Fusidic Acid: The risk of myopathy/rhabdomyolysis may be increased by concomitant administration of fusidic acid.
Amiodarone: The risk of myopathy/rhabdomyolysis is increased by concomitant administration of amiodarone with simvastatin.
Calcium channel blockers: The risk of myopathy/rhabdomyolysis is increased by concomitant administration of verapamil, diltiazem, or amlodipine.
Moderate Inhibitors of CYP3A4: Patients taking other medicines labeled as having a moderate inhibitory effect on CYP3A4 concomitantly with simvastatin, particularly higher simvastatin doses, may have an increased risk of myopathy.
Niacin (nicotinic acid) (≥1g/day): Cases of myopathy/rhabdomyolysis have been observed with simvastatin coadministered with lipid-modifying doses (≥1g/day) of niacin.
Colchicine: There have been reports of myopathy and rhabdomyolysis with the concomitant administration of colchicine and simvastatin in patients with renal insufficiency. Close clinical monitoring of such patients taking this combination is advised.

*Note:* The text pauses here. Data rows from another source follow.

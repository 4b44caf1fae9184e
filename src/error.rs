//! Crate-level error type.

use crate::device::SessionError;
use crate::sensor::{DecodeError, SensorKind};
use crate::stream::StreamError;
use crate::window::BufferInvariantError;

pub type Result<T> = std::result::Result<T, Error>;

#[derive(Debug, thiserror::Error)]
pub enum Error {
    #[error(transparent)]
    Decode(#[from] DecodeError),

    #[error(transparent)]
    Session(#[from] SessionError),

    #[error(transparent)]
    Stream(#[from] StreamError),

    #[error(transparent)]
    Buffer(#[from] BufferInvariantError),

    #[error("{0} readings are not numeric and cannot be streamed")]
    NotStreamable(SensorKind),

    #[error("session must be ready before publishing, it is {0}")]
    SessionNotReady(crate::device::SessionState),

    #[error("nothing configured: {0}")]
    Empty(&'static str),

    #[error("stream '{0}' listed more than once")]
    DuplicateStream(String),
}

impl Error {
    /// True when the failure came from the device link rather than decoding or streaming.
    pub fn is_device_fault(&self) -> bool {
        matches!(self, Error::Session(_))
    }
}
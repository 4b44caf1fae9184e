//! Decoders turning raw characteristic payloads into calibrated values.
//!
//! All decoders are pure. Fixed-width kinds reject payloads of the wrong
//! length instead of reading past the end; movement and battery take the
//! leading bytes they need and ignore the rest.

use crate::sensor::types::{
    HumidityReading, MovementReading, Reading, SensorKind, TemperatureReading,
};

/// Temperature resolution in degrees Celsius per LSB after dropping the status bits.
const TEMPERATURE_SCALE_LSB: f64 = 0.03125;

/// Movement scaling: raw counts map onto a +/-8 range.
const MOVEMENT_RANGE: f64 = 8.0;

/// Errors produced while decoding a payload.
#[derive(Debug, Clone, PartialEq, Eq, thiserror::Error)]
pub enum DecodeError {
    #[error("{sensor} payload must be {expected} bytes, got {actual}")]
    LengthMismatch {
        sensor: SensorKind,
        expected: usize,
        actual: usize,
    },

    #[error("{sensor} payload needs at least {expected} bytes, got {actual}")]
    TooShort {
        sensor: SensorKind,
        expected: usize,
        actual: usize,
    },
}

/// Decode a payload with the decoder registered for `sensor`.
pub fn decode(sensor: SensorKind, payload: &[u8]) -> Result<Reading, DecodeError> {
    let reading = match sensor {
        SensorKind::Battery => {
            Reading::channels(sensor, vec![f64::from(decode_battery(payload)?)])
        }
        SensorKind::ModelNumber => Reading::text(sensor, decode_model_number(payload)),
        SensorKind::Temperature => {
            Reading::channels(sensor, vec![decode_temperature(payload)?.ambient])
        }
        SensorKind::Movement => Reading::channels(sensor, decode_movement(payload)?.to_channels()),
        SensorKind::Humidity => {
            Reading::channels(sensor, vec![decode_humidity(payload)?.relative_humidity])
        }
        SensorKind::Optical => Reading::channels(sensor, vec![decode_optical(payload)?]),
    };
    Ok(reading)
}

/// Battery level in percent.
pub fn decode_battery(payload: &[u8]) -> Result<u8, DecodeError> {
    payload.first().copied().ok_or(DecodeError::TooShort {
        sensor: SensorKind::Battery,
        expected: 1,
        actual: 0,
    })
}

/// Model number string, one Latin-1 character per byte.
pub fn decode_model_number(payload: &[u8]) -> String {
    payload.iter().map(|&b| char::from(b)).collect()
}

/// Object and ambient temperature from two little-endian `i16` values.
///
/// The registry output keeps only the ambient channel.
pub fn decode_temperature(payload: &[u8]) -> Result<TemperatureReading, DecodeError> {
    let raw = exact::<4>(SensorKind::Temperature, payload)?;
    let raw_object = i16::from_le_bytes([raw[0], raw[1]]);
    let raw_ambient = i16::from_le_bytes([raw[2], raw[3]]);

    Ok(TemperatureReading {
        object: f64::from(raw_object >> 2) * TEMPERATURE_SCALE_LSB,
        ambient: f64::from(raw_ambient >> 2) * TEMPERATURE_SCALE_LSB,
    })
}

/// Accelerometer and gyroscope axes from six little-endian `i16` values.
///
/// The wire order is gyro z/y/x followed by accel z/y/x.
pub fn decode_movement(payload: &[u8]) -> Result<MovementReading, DecodeError> {
    let expected = 12;
    if payload.len() < expected {
        return Err(DecodeError::TooShort {
            sensor: SensorKind::Movement,
            expected,
            actual: payload.len(),
        });
    }

    let axis = |offset: usize| {
        let raw = i16::from_le_bytes([payload[offset], payload[offset + 1]]);
        (f64::from(raw) * MOVEMENT_RANGE) / 32768.0
    };

    Ok(MovementReading {
        gyro: [axis(0), axis(2), axis(4)],
        accel: [axis(6), axis(8), axis(10)],
    })
}

/// Relative humidity and sensor temperature from two little-endian `u16` values.
///
/// The registry output keeps only relative humidity.
pub fn decode_humidity(payload: &[u8]) -> Result<HumidityReading, DecodeError> {
    let raw = exact::<4>(SensorKind::Humidity, payload)?;
    let raw_temperature = u16::from_le_bytes([raw[0], raw[1]]);
    let raw_humidity = u16::from_le_bytes([raw[2], raw[3]]);

    Ok(HumidityReading {
        temperature: -40.0 + 165.0 * (f64::from(raw_temperature) / 65536.0),
        relative_humidity: 100.0 * (f64::from(raw_humidity) / 65536.0),
    })
}

/// Light intensity in lux from a 12-bit mantissa and 4-bit exponent.
pub fn decode_optical(payload: &[u8]) -> Result<f64, DecodeError> {
    let raw = exact::<2>(SensorKind::Optical, payload)?;
    let raw = u16::from_le_bytes(raw);
    let mantissa = u32::from(raw & 0x0FFF);
    let exponent = u32::from((raw & 0xF000) >> 12);

    Ok(0.01 * f64::from(mantissa << exponent))
}

fn exact<const N: usize>(sensor: SensorKind, payload: &[u8]) -> Result<[u8; N], DecodeError> {
    payload.try_into().map_err(|_| DecodeError::LengthMismatch {
        sensor,
        expected: N,
        actual: payload.len(),
    })
}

Other interactions: Grapefruit juice contains one or more components that inhibit CYP3A4 and can increase the plasma levels of drugs metabolized by CYP3A4. The effect of typical consumption (one 250ml glass daily) is minimal (13% increase in active plasma HMG-CoA reductase inhibitory activity as measured by the area under the concentration-time curve) and of no clinical relevance. However, because large quantities significantly increase the plasma levels of HMG-CoA reductase inhibitory activity, grapefruit juice should be avoided during simvastatin therapy.
Storage
Store below 25°C. Protect from light & moisture.
ATC Classification
C10AA01 - simvastatin ; Belongs to the class of HMG CoA reductase inhibitors. Used in the treatment of hyperlipidemia.
Presentation/Packing
Tab 10 mg (film-coated) x 3 x 10's. 20 mg (film-coated) x 3 x 10's.